Search PatternFound CandidatesVerify Candidates
Past Tense
I went to the store. I buy milk. It was good.
"went"
"buy"
"was"

The Eval Suite

To validate this architecture, I created a dataset of ~600 manual annotations. I benchmark the system on Strict Recall. A sample only passes if the AI identifies 100% of the target grammar instances.

Eval Complete Summary: ────────────────────────────────────────────────── Total Samples: 573 Successful Samples: 405 Strict Recall: 70.68% Recall: 72.56% Precision: 84.34% Average: 78.30% F1 Score: 77.88% Total Cost: $0.2417 Average Cost: $0.000422 ──────────────────────────────────────────────────

This infrastructure transforms prompt engineering from guesswork into a deterministic process. I can tweak the prompt, run the suite, and immediately see if performance improved or regressed.

Why Extraction, Not Scoring?

I avoided having the AI directly assign a level (like "N4") because AI scoring is subjective and prone to drift. Instead, I treat the AI as a pattern extractor, not a judge. Its only job is to flag evidence of grammar usage. The final score is calculated using deterministic math based on the Minna no Nihongo curriculum. This guarantees transparency by visualizing the assessment logic. Instead of a black-box label, the system plots performance across Chapters 0–50, allowing teachers to instantly spot the exact point where a student's ability drops off.

A vertical bar chart. The x-axis is labeled with numbers from 1 to 50, but data is only populated for the first 20 positions; the rest of the chart (21-50) is empty. The y-axis ranges from 0 to 12. The data shows an irregular distribution with the highest peak at position 4 (approximately 11) and other high points at positions 1 and 6 (approximately 10). There are visible gaps with no data bars at positions 11 and 13.
X-Axis: Curriculum Chapter (0–50). Y-Axis: Verified Grammar Patterns.

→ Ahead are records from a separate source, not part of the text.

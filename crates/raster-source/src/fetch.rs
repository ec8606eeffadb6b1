//! Band raster retrieval.
//!
//! The coordinator fetches whole band rasters over HTTP(S). The trait seam
//! exists so tests (and any future object-store source) can supply bytes
//! without a network.

use std::time::Duration;

use async_trait::async_trait;
use bytes::Bytes;
use nbr_common::{NbrError, NbrResult};
use reqwest::Client;
use tracing::debug;

/// Source of raw band raster bytes, keyed by URL.
#[async_trait]
pub trait BandFetcher: Send + Sync {
    /// Retrieve the complete raster at `url`.
    async fn fetch(&self, url: &str) -> NbrResult<Bytes>;
}

/// HTTP(S) fetcher backed by a shared reqwest client.
pub struct HttpBandFetcher {
    client: Client,
}

impl HttpBandFetcher {
    /// Build a fetcher with the given per-request timeout.
    pub fn new(request_timeout: Duration) -> NbrResult<Self> {
        let client = Client::builder()
            .timeout(request_timeout)
            .connect_timeout(Duration::from_secs(30))
            .pool_max_idle_per_host(4)
            .tcp_nodelay(true)
            .build()
            .map_err(|e| NbrError::Internal(format!("Failed to create HTTP client: {}", e)))?;

        Ok(Self { client })
    }
}

#[async_trait]
impl BandFetcher for HttpBandFetcher {
    async fn fetch(&self, url: &str) -> NbrResult<Bytes> {
        let response = self
            .client
            .get(url)
            .send()
            .await
            .map_err(|e| NbrError::InputFetch {
                url: url.to_string(),
                message: e.to_string(),
            })?;

        let status = response.status();
        if !status.is_success() {
            return Err(NbrError::InputFetch {
                url: url.to_string(),
                message: format!("HTTP status {}", status),
            });
        }

        let bytes = response.bytes().await.map_err(|e| NbrError::InputFetch {
            url: url.to_string(),
            message: e.to_string(),
        })?;

        debug!(url, bytes = bytes.len(), "fetched band raster");
        Ok(bytes)
    }
}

4. Challenge II: Architecture at Scale

I designed this system to work for any language school, not just my pilot partner. The challenge was building a single platform that adapts to different business needs without code changes.

I solved this by building a multi-tenant architecture on Next.js:

A user interface configuration screen for GenkiJACS titled 'Collect Student Details.' The 'Collect Student Details' radio button is selected, revealing a form with several toggle switches. The 'Email,' 'Name,' 'Start Date,' and 'Branch' toggles are active, while the 'Agency' toggle is inactive. The 'Name' and 'Start Date' fields are marked with checked 'Required' boxes. The 'Branch' section includes a text input field and a list of removable tags: Tokyo, Fukuoka, Nagoya, Kyoto, and Indonesia. At the bottom, an unselected option reads 'Do Not Collect Student Details.'

This enables a self-service workflow, allowing a new school to sign up and configure a privacy-compliant intake flow instantly with zero infrastructure changes.

5. Learnings & Roadmap

The defining product decision was decoupling extraction from scoring. Teachers need consistency, not creativity. By restricting the AI to evidence extraction, I eliminated score drift and gave teachers a metric they could actually observe and trust.

If I were to extend this platform, I would focus on:

  1. Data-Driven Pruning: The current system checks ~270 patterns per student response, which costs ~$0.50. I plan to analyse the pilot data to remove low-signal patterns and reduce costs.
  2. Reducing Voice Latency: Prioritising quality by using Gemini 2.5 Pro and Gemini 2.5 TTS introduced noticeable delays. I want to explore streaming architectures and hybrid model orchestration to make the conversation feel natural and instant, without reverting to low-fidelity STT.

Overall, this project was a lesson in system design, balancing the messy reality of spoken audio with the strict requirements of academic grading.